Arumi, memberi minum suaminya dari mulutnya langsung. "Maaf, Mas. Hanya dengan cara ini Arumi bisa memberikan air padamu. Sadarlah," ucapnya pelan penuh harapan. Naima yang melihat adegan itu meneteskan air matanya. Betapa ia melihat kesungguhan hati dan kasih sayang dari istri majikannya ini, meskipun ia telah mendapatkan perlakuan tak hormat dan kasar dari Max.
Perlahan-lahan, kedua mata Max terbuka. Tatapan sayu itu menatap Arumi dalam. "Pergilah. Aku pasti akan mati." Max, kembali mengusir Arumi dengan suaranya yang lemah.
"Mas, tidak ada satupun manusia atau mahluk hidup lainnya yang tau kapan kematiannya. Sejatinya, nyawa dan ruh kita ini hanyalah milik Allah," ucap Arumi menguatkan dadanya yang sesak. Rasa cintanya yang mulai tumbuh untuk Max, membuat ada rasa tak rela jika dirinya harus kehilangan pria itu.
Max, menyeringai dengan keadaannya yang lemah itu. "Tuhan, tidak pernah berpihak padaku. Dia kali ini mengalahkanku. Biarkan aku menemuinya dan mengajukan banding akan segala penderitaanku selama di dunia!" tukas Max, dengan napas yang mulai susah.
"Berhentilah menyalahkan, Allah atas segala yang terjadi dalam hidupmu, Mas. Bertaubatlah, dan mohon keselamatan. Semoga Allah, memberikanmu waktu untuk kembali ke jalan yang lurus. Semoga Allah masih memberikanmu kesempatan untuk merasakan iman dan Islam dengan sebenar-benarnya," tutur Arumi, penuh harap dengan tatapannya yang tak lepas dari Max saat ini.
Tanpa ia sadari, ada sosok gadis muda yang mengangkat kedua belah tangannya kemudian mengamini doanya barusan.
Naima mengusap wajahnya yang bersimbah air mata. Ia berharap Tuhannya memberikan kesempatan itu juga padanya.

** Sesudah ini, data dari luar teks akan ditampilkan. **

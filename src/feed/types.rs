//! Market data types

use crate::indicators;
use chrono::{DateTime, Duration, Utc};
use rust_decimal::Decimal;
use rust_decimal_macros::dec;
use serde::{Deserialize, Serialize};
use thiserror::Error;

/// Market data feed errors
#[derive(Debug, Error)]
pub enum FeedError {
    /// Timeout or server-side failure, worth retrying
    #[error("Transient feed failure: {0}")]
    Transient(String),
    /// Credentials rejected
    #[error("Authentication failed: {0}")]
    Authentication(String),
    /// Snapshot older than one update interval
    #[error("Stale snapshot for {symbol}: {age_secs}s old")]
    Stale { symbol: String, age_secs: i64 },
    /// No data available for the symbol
    #[error("No market data for {0}")]
    NoData(String),
}

impl FeedError {
    /// Whether the failure should be retried within the cycle
    pub fn is_transient(&self) -> bool {
        matches!(self, FeedError::Transient(_))
    }
}

/// Indicator values attached to a snapshot
#[derive(Debug, Clone, Default, PartialEq, Serialize, Deserialize)]
pub struct Indicators {
    /// Fast EMA (12) at the latest and previous bar
    pub ema_fast: Option<Decimal>,
    pub ema_fast_prev: Option<Decimal>,
    /// Slow EMA (26) at the latest and previous bar
    pub ema_slow: Option<Decimal>,
    pub ema_slow_prev: Option<Decimal>,
    /// RSI (14)
    pub rsi: Option<Decimal>,
    /// RSI (7)
    pub rsi_fast: Option<Decimal>,
    /// Bollinger bands (20, 2)
    pub bb_upper: Option<Decimal>,
    pub bb_middle: Option<Decimal>,
    pub bb_lower: Option<Decimal>,
    /// Average true range (14)
    pub atr: Option<Decimal>,
    /// Latest volume over 20-bar average
    pub volume_ratio: Option<Decimal>,
    /// Std/mean of the last 20 closes
    pub volatility: Option<Decimal>,
}

impl Indicators {
    /// Compute the standard indicator set from close and volume history
    pub fn compute(closes: &[Decimal], volumes: &[Decimal]) -> Self {
        let fast = indicators::ema(closes, 12);
        let slow = indicators::ema(closes, 26);
        let bands = indicators::bollinger(closes, 20, dec!(2));

        Self {
            ema_fast: fast.last().copied(),
            ema_fast_prev: fast.len().checked_sub(2).map(|i| fast[i]),
            ema_slow: slow.last().copied(),
            ema_slow_prev: slow.len().checked_sub(2).map(|i| slow[i]),
            rsi: indicators::rsi(closes, 14).last().copied(),
            rsi_fast: indicators::rsi(closes, 7).last().copied(),
            bb_upper: bands.map(|b| b.upper),
            bb_middle: bands.map(|b| b.middle),
            bb_lower: bands.map(|b| b.lower),
            atr: indicators::atr(closes, 14),
            volume_ratio: indicators::volume_ratio(volumes, 20),
            volatility: indicators::volatility(closes, 20),
        }
    }
}

/// A point-in-time view of one symbol's market
#[derive(Debug, Clone, Serialize, Deserialize)]
pub struct MarketSnapshot {
    /// Trading symbol (e.g. "XBTUSDTM")
    pub symbol: String,
    /// Last price
    pub price: Decimal,
    /// Traded quote volume over the trailing day
    pub volume_24h: Decimal,
    /// Close history, oldest first, ending with `price`
    pub closes: Vec<Decimal>,
    /// Volume history aligned with `closes`
    pub volumes: Vec<Decimal>,
    /// Indicators computed over the history
    pub indicators: Indicators,
    /// When the snapshot was taken
    pub timestamp: DateTime<Utc>,
}

impl MarketSnapshot {
    /// Build a snapshot from history, computing indicators
    pub fn from_history(
        symbol: impl Into<String>,
        closes: Vec<Decimal>,
        volumes: Vec<Decimal>,
        timestamp: DateTime<Utc>,
    ) -> Self {
        let price = closes.last().copied().unwrap_or_default();
        let tail = closes.len().saturating_sub(24);
        let volume_24h = closes[tail..]
            .iter()
            .zip(volumes.get(tail..).unwrap_or_default())
            .map(|(c, v)| *c * *v)
            .sum();
        let indicators = Indicators::compute(&closes, &volumes);

        Self {
            symbol: symbol.into(),
            price,
            volume_24h,
            closes,
            volumes,
            indicators,
            timestamp,
        }
    }

    /// Snapshot age relative to `now`
    pub fn age(&self, now: DateTime<Utc>) -> Duration {
        now - self.timestamp
    }

    /// Whether the snapshot is older than `max_age`
    pub fn is_stale(&self, now: DateTime<Utc>, max_age: Duration) -> bool {
        self.age(now) > max_age
    }
}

Tak lama, Arumi mendengar suara deru kendaraan dari kejauhan. Arumi pun melesat cepat kemudian berlari ke tengah jalan. Ia berniat menghadang kendaraan itu agar menolong mereka.
Namun, Arumi tak tau kalau kendaraan tersebut sejenis truk besar. Sehingga, Max yang bersandar mencoba bangkit untuk menghentikan kegilaan istrinya itu. Alih-alih meminta pertolongan, malah dirinya yang tertabrak bahkan terlindas.

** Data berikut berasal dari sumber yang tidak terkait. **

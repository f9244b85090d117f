//! Portfolio state and pause controls
//!
//! Tracks equity, peak, daily realized PnL and the losing streak. Each pause
//! trigger is held independently and clears only when its own condition
//! clears.

use super::{PauseReason, RiskLimits};
use chrono::{DateTime, Duration, NaiveDate, Utc};
use rust_decimal::Decimal;
use serde::{Deserialize, Serialize};
use std::collections::BTreeSet;

/// Shared portfolio state
#[derive(Debug, Clone, PartialEq, Serialize, Deserialize)]
pub struct PortfolioState {
    pub equity: Decimal,
    pub daily_realized_pnl: Decimal,
    pub peak_equity: Decimal,
    /// Equity at the last daily boundary
    pub day_start_equity: Decimal,
    pub trading_day: NaiveDate,
    pub consecutive_losses: u32,
    pub trading_paused: bool,
    pub pause_reasons: BTreeSet<PauseReason>,
    /// Expiry of the losing-streak pause, when a cooldown is configured
    pub pause_until: Option<DateTime<Utc>>,
}

/// Trading day containing `now` for a boundary at `reset_hour` UTC
pub fn trading_day(now: DateTime<Utc>, reset_hour: u32) -> NaiveDate {
    (now - Duration::hours(i64::from(reset_hour))).date_naive()
}

impl PortfolioState {
    /// Create a new portfolio state
    pub fn new(equity: Decimal, now: DateTime<Utc>, limits: &RiskLimits) -> Self {
        Self {
            equity,
            daily_realized_pnl: Decimal::ZERO,
            peak_equity: equity,
            day_start_equity: equity,
            trading_day: trading_day(now, limits.daily_reset_hour),
            consecutive_losses: 0,
            trading_paused: false,
            pause_reasons: BTreeSet::new(),
            pause_until: None,
        }
    }

    /// Relative decline of equity from its peak
    pub fn drawdown(&self) -> Decimal {
        if self.peak_equity <= Decimal::ZERO {
            return Decimal::ZERO;
        }
        ((self.peak_equity - self.equity) / self.peak_equity).max(Decimal::ZERO)
    }

    /// First active pause trigger
    pub fn pause_reason(&self) -> Option<PauseReason> {
        self.pause_reasons.iter().next().copied()
    }

    /// Daily loss limit in quote currency
    pub fn daily_loss_limit(&self, limits: &RiskLimits) -> Decimal {
        limits.daily_loss_fraction * self.day_start_equity
    }

    /// Apply a closed trade's realized PnL
    pub fn apply_trade(&mut self, pnl: Decimal, limits: &RiskLimits, now: DateTime<Utc>) {
        self.apply_closed_trade(pnl, Decimal::ZERO, limits, now);
    }

    /// Apply a closed trade whose `booked` share already reached equity
    ///
    /// `pnl` is net of every fee and drives the daily figure and the losing
    /// streak; equity only moves by the unbooked remainder.
    pub fn apply_closed_trade(
        &mut self,
        pnl: Decimal,
        booked: Decimal,
        limits: &RiskLimits,
        now: DateTime<Utc>,
    ) {
        self.roll_day(limits, now);
        self.equity += pnl - booked;
        self.peak_equity = self.peak_equity.max(self.equity);
        self.daily_realized_pnl += pnl;
        if pnl < Decimal::ZERO {
            self.consecutive_losses += 1;
        } else if pnl > Decimal::ZERO {
            self.consecutive_losses = 0;
            self.pause_until = None;
        }
        tracing::info!(
            pnl = %pnl,
            equity = %self.equity,
            daily_pnl = %self.daily_realized_pnl,
            consecutive_losses = self.consecutive_losses,
            "Trade applied to portfolio"
        );
        self.reevaluate(limits, now);
    }

    /// Apply cash that settled on the exchange while the position is live
    ///
    /// Entry fees and partial closes hit the exchange balance before the
    /// trade closes.
    pub fn apply_interim(&mut self, amount: Decimal, limits: &RiskLimits, now: DateTime<Utc>) {
        if amount.is_zero() {
            return;
        }
        self.equity += amount;
        self.peak_equity = self.peak_equity.max(self.equity);
        self.reevaluate(limits, now);
    }

    /// Adopt an authoritative balance from the exchange
    pub fn reconcile_equity(&mut self, balance: Decimal, limits: &RiskLimits, now: DateTime<Utc>) {
        if balance != self.equity {
            tracing::debug!(local = %self.equity, exchange = %balance, "Reconciled equity");
        }
        self.equity = balance;
        self.peak_equity = self.peak_equity.max(balance);
        self.reevaluate(limits, now);
    }

    /// Reset daily figures when `now` falls in a new trading day
    pub fn roll_day(&mut self, limits: &RiskLimits, now: DateTime<Utc>) -> bool {
        let day = trading_day(now, limits.daily_reset_hour);
        if day <= self.trading_day {
            return false;
        }
        tracing::info!(
            %day,
            previous_pnl = %self.daily_realized_pnl,
            equity = %self.equity,
            "New trading day"
        );
        self.trading_day = day;
        self.day_start_equity = self.equity;
        self.daily_realized_pnl = Decimal::ZERO;
        self.reevaluate(limits, now);
        true
    }

    /// Recompute every pause trigger from current figures
    pub fn reevaluate(&mut self, limits: &RiskLimits, now: DateTime<Utc>) {
        if let Some(until) = self.pause_until {
            if until <= now {
                tracing::info!(
                    consecutive_losses = self.consecutive_losses,
                    "Losing-streak cooldown elapsed, streak reset"
                );
                self.consecutive_losses = 0;
                self.pause_until = None;
            }
        }

        let drawdown = self.drawdown() >= limits.drawdown_threshold;
        let streak = limits.max_consecutive_losses > 0
            && self.consecutive_losses >= limits.max_consecutive_losses;
        let daily = self.daily_realized_pnl <= -self.daily_loss_limit(limits)
            && self.daily_realized_pnl < Decimal::ZERO;

        self.set_trigger(PauseReason::Drawdown, drawdown);
        self.set_trigger(PauseReason::DailyLoss, daily);
        if streak && !self.pause_reasons.contains(&PauseReason::ConsecutiveLosses) {
            self.pause_until = limits.consecutive_loss_cooldown.map(|cooldown| now + cooldown);
        }
        self.set_trigger(PauseReason::ConsecutiveLosses, streak);

        self.trading_paused = !self.pause_reasons.is_empty();
    }

    fn set_trigger(&mut self, reason: PauseReason, active: bool) {
        if active && self.pause_reasons.insert(reason) {
            tracing::warn!(
                ?reason,
                equity = %self.equity,
                drawdown = %self.drawdown(),
                daily_pnl = %self.daily_realized_pnl,
                consecutive_losses = self.consecutive_losses,
                "Trading paused"
            );
        } else if !active && self.pause_reasons.remove(&reason) {
            tracing::info!(?reason, remaining = self.pause_reasons.len(), "Pause trigger cleared");
        }
    }
}

#[cfg(test)]
mod tests {
    use super::*;
    use chrono::TimeZone;
    use rust_decimal_macros::dec;

    fn at(hour: u32) -> DateTime<Utc> {
        Utc.with_ymd_and_hms(2024, 3, 1, hour, 0, 0).unwrap()
    }

    fn portfolio() -> (PortfolioState, RiskLimits) {
        let limits = RiskLimits::default();
        (PortfolioState::new(dec!(10000), at(1), &limits), limits)
    }

    #[test]
    fn test_drawdown() {
        let (mut p, limits) = portfolio();
        p.reconcile_equity(dec!(11000), &limits, at(2));
        assert_eq!(p.peak_equity, dec!(11000));
        p.reconcile_equity(dec!(9900), &limits, at(3));
        assert_eq!(p.drawdown(), dec!(0.1));
        assert!(!p.trading_paused);
    }

    #[test]
    fn test_loss_then_win_resets_streak() {
        let (mut p, limits) = portfolio();
        p.apply_trade(dec!(-100), &limits, at(2));
        assert_eq!(p.consecutive_losses, 1);
        assert_eq!(p.daily_realized_pnl, dec!(-100));
        assert_eq!(p.equity, dec!(9900));

        p.apply_trade(dec!(50), &limits, at(3));
        assert_eq!(p.consecutive_losses, 0);
        assert_eq!(p.daily_realized_pnl, dec!(-50));
        assert_eq!(p.peak_equity, dec!(10000));
    }

    #[test]
    fn test_closed_trade_skips_booked_fees() {
        let (mut p, limits) = portfolio();
        p.apply_interim(dec!(-5), &limits, at(2));
        assert_eq!(p.equity, dec!(9995));

        // Net 9.8 after both fees; the 5.0 entry fee is already in equity
        p.apply_closed_trade(dec!(9.8), dec!(-5), &limits, at(3));
        assert_eq!(p.equity, dec!(10009.8));
        assert_eq!(p.daily_realized_pnl, dec!(9.8));
        assert_eq!(p.consecutive_losses, 0);
    }

    #[test]
    fn test_consecutive_losses_pause_until_win() {
        let (mut p, limits) = portfolio();
        for _ in 0..5 {
            p.apply_trade(dec!(-10), &limits, at(2));
        }
        assert!(p.trading_paused);
        assert_eq!(p.pause_reason(), Some(PauseReason::ConsecutiveLosses));
        assert!(p.pause_until.is_none());

        p.apply_trade(dec!(1), &limits, at(3));
        assert!(!p.trading_paused);
    }

    #[test]
    fn test_consecutive_loss_cooldown() {
        let limits = RiskLimits {
            consecutive_loss_cooldown: Some(Duration::hours(1)),
            ..RiskLimits::default()
        };
        let mut p = PortfolioState::new(dec!(10000), at(1), &limits);
        for _ in 0..5 {
            p.apply_trade(dec!(-10), &limits, at(2));
        }
        assert_eq!(p.pause_until, Some(at(3)));

        p.reevaluate(&limits, at(2) + Duration::minutes(59));
        assert!(p.trading_paused);
        p.reevaluate(&limits, at(3));
        assert!(!p.trading_paused);
        assert_eq!(p.consecutive_losses, 0);
    }

    #[test]
    fn test_daily_loss_pause_clears_on_new_day() {
        let (mut p, limits) = portfolio();
        p.apply_trade(dec!(-1000), &limits, at(2));
        assert!(p.pause_reasons.contains(&PauseReason::DailyLoss));

        assert!(!p.roll_day(&limits, at(23)));
        assert!(p.trading_paused);

        let next_day = at(1) + Duration::days(1);
        assert!(p.roll_day(&limits, next_day));
        assert_eq!(p.daily_realized_pnl, dec!(0));
        assert_eq!(p.day_start_equity, dec!(9000));
        assert!(!p.pause_reasons.contains(&PauseReason::DailyLoss));
        assert!(!p.trading_paused);
    }

    #[test]
    fn test_triggers_clear_independently() {
        let (mut p, limits) = portfolio();
        // 16% down in one day trips both drawdown and daily loss
        p.apply_trade(dec!(-1600), &limits, at(2));
        assert!(p.pause_reasons.contains(&PauseReason::Drawdown));
        assert!(p.pause_reasons.contains(&PauseReason::DailyLoss));

        // New day clears the daily trigger but drawdown persists
        p.roll_day(&limits, at(2) + Duration::days(1));
        assert_eq!(p.pause_reasons.len(), 1);
        assert!(p.trading_paused);

        // Recovery to within the threshold of peak clears it
        p.reconcile_equity(dec!(8600), &limits, at(3) + Duration::days(1));
        assert!(!p.trading_paused);
    }

    #[test]
    fn test_trading_day_respects_reset_hour() {
        let day = |h| trading_day(at(h), 8);
        assert_eq!(day(7), NaiveDate::from_ymd_opt(2024, 2, 29).unwrap());
        assert_eq!(day(8), NaiveDate::from_ymd_opt(2024, 3, 1).unwrap());
    }
}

"Hentikan, dia, ku mohon!" pinta Max, akhirnya pada Naima. Tubuhnya yang lemas tak sanggup bangkit.
"Nyonya, Awas!!" pekik Naima ketika badan truk itu semakin dekat dengan Arumi.
"Allahu Akbar!!" Arumi berteriak, seraya memejamkan kedua mata dengan tetap membentangkan kedua tangannya. Ia yakin bahwa Allah akan menolongnya saat ini.
Ckiitttt!!
Bruggh!!
"Arumi!"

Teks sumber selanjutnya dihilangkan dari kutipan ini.